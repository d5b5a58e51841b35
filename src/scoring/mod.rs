// src/scoring/mod.rs
//! Weighted multi-dimension scoring of canonical listings.
//!
//! `ScoringEngine::score` is pure: same listing and config, same result.
//! Hard filters short-circuit to a rejected record with every dimension at 0.

pub mod config;
pub mod keywords;

use crate::error::ConfigValidationError;
use crate::listing::{CanonicalListing, LocationType, SalaryRange, Seniority};
use config::{ScoringConfig, Weights};
use keywords::KeywordSet;
use metrics::{counter, describe_counter};
use once_cell::sync::OnceCell;
use serde::{Deserialize, Serialize};
use std::fs;
use std::path::PathBuf;
use std::sync::{Arc, RwLock};
use std::thread;
use std::time::{Duration, SystemTime};

pub const REJECT_NOT_REMOTE: &str = "Not remote";
pub const REJECT_BELOW_SALARY_FLOOR: &str = "Below salary floor";

pub const ENV_SCORING_HOT_RELOAD: &str = "SCORING_HOT_RELOAD";

/// Upper bound of the fintech bonus dimension.
pub const FINTECH_BONUS_CAP: f64 = 20.0;

fn ensure_metrics_described() {
    static ONCE: OnceCell<()> = OnceCell::new();
    ONCE.get_or_init(|| {
        describe_counter!(
            "scoring_listings_total",
            "Listings scored, labelled by outcome (accepted|rejected)."
        );
    });
}

/// Per-dimension scores. All 0..=100 except `fintech_bonus` (0..=20).
#[derive(Debug, Clone, Copy, Default, PartialEq, Serialize, Deserialize)]
pub struct Breakdown {
    pub remote_match: f64,
    pub ai_ml_relevance: f64,
    pub seniority_match: f64,
    pub salary_match: f64,
    pub fintech_bonus: f64,
}

impl Breakdown {
    fn weighted(&self, w: &Weights) -> f64 {
        self.remote_match * w.remote_match
            + self.ai_ml_relevance * w.ai_ml_relevance
            + self.seniority_match * w.seniority_match
            + self.salary_match * w.salary_match
            + self.fintech_bonus * w.fintech_bonus
    }
}

#[derive(Debug, Clone, PartialEq, Serialize, Deserialize)]
pub struct ScoredListing {
    pub listing_id: String,
    /// 0..=100, one decimal.
    pub score: f64,
    pub breakdown: Breakdown,
    /// Weights in effect when this record was produced.
    pub weights: Weights,
    pub rejected: bool,
    pub rejection_reason: Option<String>,
}

fn round1(x: f64) -> f64 {
    (x * 10.0).round() / 10.0
}

pub struct ScoringEngine {
    cfg: ScoringConfig,
    ai_high: KeywordSet,
    ai_medium: KeywordSet,
    ai_low: KeywordSet,
    fintech: KeywordSet,
    /// Bands sorted by `min`, highest first.
    bands: Vec<(f64, f64)>,
}

impl ScoringEngine {
    /// Validate and compile. An invalid config never produces an engine.
    pub fn new(cfg: ScoringConfig) -> Result<Self, ConfigValidationError> {
        cfg.validate()?;
        let compile = |name: &str, words: &[String]| {
            KeywordSet::compile(words)
                .map_err(|e| ConfigValidationError::single(format!("{name} lexicon: {e}")))
        };
        let ai_high = compile("ai_ml.high", &cfg.ai_ml.high)?;
        let ai_medium = compile("ai_ml.medium", &cfg.ai_ml.medium)?;
        let ai_low = compile("ai_ml.low", &cfg.ai_ml.low)?;
        let fintech = compile("fintech", &cfg.fintech.keywords)?;

        let mut bands: Vec<(f64, f64)> = cfg.salary.bands.iter().map(|b| (b.min, b.score)).collect();
        bands.sort_by(|a, b| b.0.total_cmp(&a.0));

        Ok(Self {
            cfg,
            ai_high,
            ai_medium,
            ai_low,
            fintech,
            bands,
        })
    }

    pub fn config(&self) -> &ScoringConfig {
        &self.cfg
    }

    pub fn score(&self, l: &CanonicalListing) -> ScoredListing {
        ensure_metrics_described();
        let weights = self.cfg.weights;

        if let Some(reason) = self.hard_filter(l) {
            counter!("scoring_listings_total", "outcome" => "rejected").increment(1);
            tracing::debug!(target: "scoring", listing_id = %l.listing_id, reason, "rejected");
            return ScoredListing {
                listing_id: l.listing_id.clone(),
                score: 0.0,
                breakdown: Breakdown::default(),
                weights,
                rejected: true,
                rejection_reason: Some(reason.to_string()),
            };
        }

        let breakdown = Breakdown {
            remote_match: self.remote_match(l.location),
            ai_ml_relevance: self.ai_ml_relevance(l),
            seniority_match: self.seniority_match(l),
            salary_match: self.salary_match(l.salary_range.as_ref()),
            fintech_bonus: self.fintech_bonus(l),
        };
        let score = round1(breakdown.weighted(&weights).clamp(0.0, 100.0));

        counter!("scoring_listings_total", "outcome" => "accepted").increment(1);
        tracing::debug!(target: "scoring", listing_id = %l.listing_id, score, ?breakdown, "scored");
        ScoredListing {
            listing_id: l.listing_id.clone(),
            score,
            breakdown,
            weights,
            rejected: false,
            rejection_reason: None,
        }
    }

    /// Order-preserving; listings are scored independently.
    pub fn score_batch(&self, listings: &[CanonicalListing]) -> Vec<ScoredListing> {
        listings.iter().map(|l| self.score(l)).collect()
    }

    fn hard_filter(&self, l: &CanonicalListing) -> Option<&'static str> {
        let hf = &self.cfg.hard_filters;
        if hf.require_remote && l.location != LocationType::Remote {
            return Some(REJECT_NOT_REMOTE);
        }
        if hf.salary_floor > 0.0 {
            let lower = l
                .salary_range
                .as_ref()
                .and_then(|s| self.to_reference(s, s.lower()));
            if lower.is_some_and(|v| v < hf.salary_floor) {
                return Some(REJECT_BELOW_SALARY_FLOOR);
            }
        }
        None
    }

    /// Convert an amount in `s.currency` to the reference currency.
    /// `None` when there is no amount or no rate for the currency.
    fn to_reference(&self, s: &SalaryRange, amount: Option<f64>) -> Option<f64> {
        let amount = amount?;
        let sal = &self.cfg.salary;
        let from = sal.rate(s.currency)?;
        let to = sal.rate(sal.reference_currency)?;
        Some(amount * from / to)
    }

    fn remote_match(&self, loc: LocationType) -> f64 {
        match loc {
            LocationType::Remote => 100.0,
            LocationType::Hybrid => self.cfg.remote.hybrid_credit,
            LocationType::Onsite => 0.0,
        }
    }

    fn ai_ml_relevance(&self, l: &CanonicalListing) -> f64 {
        let text = format!("{} {} {}", l.role, l.description, l.tech_stack.join(" "));
        let ai = &self.cfg.ai_ml;
        let points = self.ai_high.count(&text) as f64 * ai.high_points
            + self.ai_medium.count(&text) as f64 * ai.medium_points
            + self.ai_low.count(&text) as f64 * ai.low_points;
        points.min(100.0)
    }

    fn seniority_match(&self, l: &CanonicalListing) -> f64 {
        let level = match l.seniority {
            Seniority::Unknown => Seniority::infer(&l.role),
            s => s,
        };
        self.cfg.seniority.lookup(level)
    }

    fn salary_match(&self, range: Option<&SalaryRange>) -> f64 {
        let upper = range.and_then(|s| self.to_reference(s, s.upper()));
        let Some(upper) = upper else {
            return self.cfg.salary.neutral_score;
        };
        self.bands
            .iter()
            .find(|(min, _)| upper >= *min)
            .map(|(_, score)| *score)
            .unwrap_or(self.cfg.salary.below_bands_score)
    }

    fn fintech_bonus(&self, l: &CanonicalListing) -> f64 {
        let text = format!("{} {} {}", l.company, l.role, l.description);
        let n = self.fintech.count(&text);
        if n == 0 {
            return 0.0;
        }
        let tiers = &self.cfg.fintech.tier_points;
        let idx = n.min(tiers.len()).saturating_sub(1);
        tiers.get(idx).copied().unwrap_or_default().min(FINTECH_BONUS_CAP)
    }
}

/* ----------------------------
Thread-safe handle + hot reload
---------------------------- */

/// Shared engine that can be swapped while in use.
#[derive(Clone)]
pub struct ScoringHandle {
    inner: Arc<RwLock<ScoringEngine>>,
}

impl ScoringHandle {
    pub fn new(engine: ScoringEngine) -> Self {
        Self {
            inner: Arc::new(RwLock::new(engine)),
        }
    }

    /// Score under one read lock, so a batch never mixes configs.
    pub fn score_batch(&self, listings: &[CanonicalListing]) -> anyhow::Result<Vec<ScoredListing>> {
        let eng = self
            .inner
            .read()
            .map_err(|_| anyhow::anyhow!("scoring engine lock poisoned"))?;
        Ok(eng.score_batch(listings))
    }

    pub fn weights(&self) -> Option<Weights> {
        self.inner.read().ok().map(|e| e.config().weights)
    }

    /// Load `path` and swap it in. On any error the current engine stays.
    pub fn reload_from(&self, path: &std::path::Path) -> Result<(), ConfigValidationError> {
        let engine = ScoringEngine::new(config::load_from(path)?)?;
        match self.inner.write() {
            Ok(mut guard) => {
                *guard = engine;
                Ok(())
            }
            Err(_) => Err(ConfigValidationError::single("scoring engine lock poisoned")),
        }
    }
}

fn hot_reload_enabled() -> bool {
    std::env::var(ENV_SCORING_HOT_RELOAD).ok().as_deref() == Some("1")
}

/// Poll `path` mtime every 2s and reload on change. Enabled with SCORING_HOT_RELOAD=1.
pub fn start_hot_reload_thread(handle: ScoringHandle, path: PathBuf) {
    if !hot_reload_enabled() {
        return;
    }
    tracing::info!(target: "scoring", path = %path.display(), "scoring config hot reload on");

    thread::spawn(move || {
        let poll = Duration::from_secs(2);
        let mut last_mtime: Option<SystemTime> = None;

        loop {
            if let Ok(mtime) = fs::metadata(&path).and_then(|m| m.modified()) {
                let changed = match last_mtime {
                    None => {
                        last_mtime = Some(mtime);
                        false
                    }
                    Some(prev) => mtime > prev,
                };
                if changed {
                    match handle.reload_from(&path) {
                        Ok(()) => tracing::info!(target: "scoring", path = %path.display(), "scoring config reloaded"),
                        Err(e) => tracing::warn!(target: "scoring", error = %e, "invalid scoring config, keeping previous"),
                    }
                    last_mtime = Some(mtime);
                }
            }
            thread::sleep(poll);
        }
    });
}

**TASK DETAILS:**
Out of the preceding entries, pull each line that contains the word "outcome".

**ANSWER FOR THE TASK:**
            "Listings scored, labelled by outcome (accepted|rejected)."
            counter!("scoring_listings_total", "outcome" => "rejected").increment(1);
        counter!("scoring_listings_total", "outcome" => "accepted").increment(1);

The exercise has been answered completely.